**ACTION ITEM**
Please retype the entries below exactly as they are written.

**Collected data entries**
"""
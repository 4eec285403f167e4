//! One health-check cycle: probe, confirm, repair, verify.
//!
//! ```text
//! Idle -> Probing -(ok)-> Idle
//!            |fail
//!            v
//!      DiagnosingSlow -> Probing -(ok)-> Idle            (transient)
//!                           |fail, health lock taken
//!                           v
//!                 Escalating{AutoFix} -(fixed)-> Verifying -(ok)-> Resolved
//!                           |needs escalation            |fail
//!                           v                            v
//!                 Escalating{Agent} ---------------> Verifying -> Resolved | Unresolved
//! ```
//!
//! The health lock is held from escalation until the cycle returns; the
//! guard is dropped on every path.

use std::sync::Arc;
use std::time::Instant;

use serde::Serialize;

use crate::agent::{self, AgentConfig, AgentOutcome, CliRepairAgent, RepairAgent, RepairContext};
use crate::autofix::{AutoFixEngine, AutoFixOutcome};
use crate::config::Settings;
use crate::diagnostics::{CommandDiagnostics, DiagnosticReport, Diagnostics};
use crate::fingerprint::{self, Fingerprint};
use crate::ledger::{Completion, LedgerError, RepairLedger, RepairStatus, RepairType};
use crate::lock::{LockError, LockGuard, LockManager, LockName};
use crate::notify::{CommandNotifier, Notify, NotifyEvent};
use crate::probe::{HealthProbe, HttpProbe};
use crate::service::{CommandServiceManager, ServiceManager};

/// Window used when counting earlier attempts for the same fingerprint.
pub const RECENT_WINDOW_MINUTES: u64 = 60;

#[derive(Debug, thiserror::Error)]
pub enum OrchestratorError {
    #[error(transparent)]
    Lock(#[from] LockError),

    #[error(transparent)]
    Ledger(#[from] LedgerError),
}

#[derive(Debug, Clone, Copy, PartialEq, Eq, Serialize)]
#[serde(rename_all = "snake_case")]
pub enum CycleState {
    Idle,
    Probing,
    DiagnosingSlow,
    EscalatingAutoFix,
    EscalatingAgent,
    Verifying,
    Resolved,
    Unresolved,
}

#[derive(Debug, Clone, PartialEq, Eq, Serialize)]
#[serde(tag = "outcome", rename_all = "snake_case")]
pub enum CycleOutcome {
    Healthy,
    /// First probe failed, the confirmation probe passed.
    Transient,
    /// Another cycle holds the health lock.
    LockBusy,
    Resolved {
        repair_type: RepairType,
        attempt_id: String,
    },
    Unresolved {
        attempt_id: String,
    },
}

#[derive(Debug, Clone, PartialEq, Eq, Serialize)]
pub struct CycleReport {
    #[serde(flatten)]
    pub outcome: CycleOutcome,
    pub fingerprint: Option<String>,
    pub states: Vec<CycleState>,
}

impl CycleReport {
    /// Process exit code for `warden check`.
    pub fn exit_code(&self) -> i32 {
        match self.outcome {
            CycleOutcome::Unresolved { .. } => 1,
            _ => 0,
        }
    }
}

/// External collaborators of the orchestrator.
pub struct Collaborators {
    pub probe: Arc<dyn HealthProbe>,
    pub diagnostics: Arc<dyn Diagnostics>,
    pub service: Arc<dyn ServiceManager>,
    pub agent: Arc<dyn RepairAgent>,
    pub notifier: Arc<dyn Notify>,
}

impl Collaborators {
    /// The production wiring: HTTP probe, configured commands.
    pub fn from_settings(settings: &Settings) -> Result<Self, reqwest::Error> {
        Ok(Self {
            probe: Arc::new(HttpProbe::new(
                settings.gateway_url.clone(),
                settings.probe_timeout(),
            )?),
            diagnostics: Arc::new(CommandDiagnostics::new(
                settings.diagnostic_command.clone(),
                settings.app_name.clone(),
            )),
            service: Arc::new(CommandServiceManager::new(settings.restart_command.clone())),
            agent: Arc::new(CliRepairAgent::new(AgentConfig::from_settings(settings))),
            notifier: Arc::new(CommandNotifier::from_settings(settings)),
        })
    }
}

pub struct Orchestrator {
    settings: Arc<Settings>,
    locks: LockManager,
    autofix: AutoFixEngine,
    probe: Arc<dyn HealthProbe>,
    diagnostics: Arc<dyn Diagnostics>,
    agent: Arc<dyn RepairAgent>,
    notifier: Arc<dyn Notify>,
}

/// Mutable bookkeeping for a cycle in progress.
struct Cycle {
    states: Vec<CycleState>,
    fingerprint: Option<Fingerprint>,
}

impl Cycle {
    fn enter(&mut self, state: CycleState) {
        tracing::debug!(?state, "cycle state");
        self.states.push(state);
    }

    fn finish(mut self, state: CycleState, outcome: CycleOutcome) -> CycleReport {
        self.enter(state);
        CycleReport {
            outcome,
            fingerprint: self.fingerprint.map(|f| f.to_string()),
            states: self.states,
        }
    }
}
"""
**RESPONSE BELOW**
repository 4eec285403f167e4
//! One health-check cycle: probe, confirm, repair, verify.
//!
//! ```text
//! Idle -> Probing -(ok)-> Idle
//!            |fail
//!            v
//!      DiagnosingSlow -> Probing -(ok)-> Idle            (transient)
//!                           |fail, health lock taken
//!                           v
//!                 Escalating{AutoFix} -(fixed)-> Verifying -(ok)-> Resolved
//!                           |needs escalation            |fail
//!                           v                            v
//!                 Escalating{Agent} ---------------> Verifying -> Resolved | Unresolved
//! ```
//!
//! The health lock is held from escalation until the cycle returns; the
//! guard is dropped on every path.

use std::sync::Arc;
use std::time::Instant;

use serde::Serialize;

use crate::agent::{self, AgentConfig, AgentOutcome, CliRepairAgent, RepairAgent, RepairContext};
use crate::autofix::{AutoFixEngine, AutoFixOutcome};
use crate::config::Settings;
use crate::diagnostics::{CommandDiagnostics, DiagnosticReport, Diagnostics};
use crate::fingerprint::{self, Fingerprint};
use crate::ledger::{Completion, LedgerError, RepairLedger, RepairStatus, RepairType};
use crate::lock::{LockError, LockGuard, LockManager, LockName};
use crate::notify::{CommandNotifier, Notify, NotifyEvent};
use crate::probe::{HealthProbe, HttpProbe};
use crate::service::{CommandServiceManager, ServiceManager};

/// Window used when counting earlier attempts for the same fingerprint.
pub const RECENT_WINDOW_MINUTES: u64 = 60;

#[derive(Debug, thiserror::Error)]
pub enum OrchestratorError {
    #[error(transparent)]
    Lock(#[from] LockError),

    #[error(transparent)]
    Ledger(#[from] LedgerError),
}

#[derive(Debug, Clone, Copy, PartialEq, Eq, Serialize)]
#[serde(rename_all = "snake_case")]
pub enum CycleState {
    Idle,
    Probing,
    DiagnosingSlow,
    EscalatingAutoFix,
    EscalatingAgent,
    Verifying,
    Resolved,
    Unresolved,
}

#[derive(Debug, Clone, PartialEq, Eq, Serialize)]
#[serde(tag = "outcome", rename_all = "snake_case")]
pub enum CycleOutcome {
    Healthy,
    /// First probe failed, the confirmation probe passed.
    Transient,
    /// Another cycle holds the health lock.
    LockBusy,
    Resolved {
        repair_type: RepairType,
        attempt_id: String,
    },
    Unresolved {
        attempt_id: String,
    },
}

#[derive(Debug, Clone, PartialEq, Eq, Serialize)]
pub struct CycleReport {
    #[serde(flatten)]
    pub outcome: CycleOutcome,
    pub fingerprint: Option<String>,
    pub states: Vec<CycleState>,
}

impl CycleReport {
    /// Process exit code for `warden check`.
    pub fn exit_code(&self) -> i32 {
        match self.outcome {
            CycleOutcome::Unresolved { .. } => 1,
            _ => 0,
        }
    }
}

/// External collaborators of the orchestrator.
pub struct Collaborators {
    pub probe: Arc<dyn HealthProbe>,
    pub diagnostics: Arc<dyn Diagnostics>,
    pub service: Arc<dyn ServiceManager>,
    pub agent: Arc<dyn RepairAgent>,
    pub notifier: Arc<dyn Notify>,
}

impl Collaborators {
    /// The production wiring: HTTP probe, configured commands.
    pub fn from_settings(settings: &Settings) -> Result<Self, reqwest::Error> {
        Ok(Self {
            probe: Arc::new(HttpProbe::new(
                settings.gateway_url.clone(),
                settings.probe_timeout(),
            )?),
            diagnostics: Arc::new(CommandDiagnostics::new(
                settings.diagnostic_command.clone(),
                settings.app_name.clone(),
            )),
            service: Arc::new(CommandServiceManager::new(settings.restart_command.clone())),
            agent: Arc::new(CliRepairAgent::new(AgentConfig::from_settings(settings))),
            notifier: Arc::new(CommandNotifier::from_settings(settings)),
        })
    }
}

pub struct Orchestrator {
    settings: Arc<Settings>,
    locks: LockManager,
    autofix: AutoFixEngine,
    probe: Arc<dyn HealthProbe>,
    diagnostics: Arc<dyn Diagnostics>,
    agent: Arc<dyn RepairAgent>,
    notifier: Arc<dyn Notify>,
}

/// Mutable bookkeeping for a cycle in progress.
struct Cycle {
    states: Vec<CycleState>,
    fingerprint: Option<Fingerprint>,
}

impl Cycle {
    fn enter(&mut self, state: CycleState) {
        tracing::debug!(?state, "cycle state");
        self.states.push(state);
    }

    fn finish(mut self, state: CycleState, outcome: CycleOutcome) -> CycleReport {
        self.enter(state);
        CycleReport {
            outcome,
            fingerprint: self.fingerprint.map(|f| f.to_string()),
            states: self.states,
        }
    }
}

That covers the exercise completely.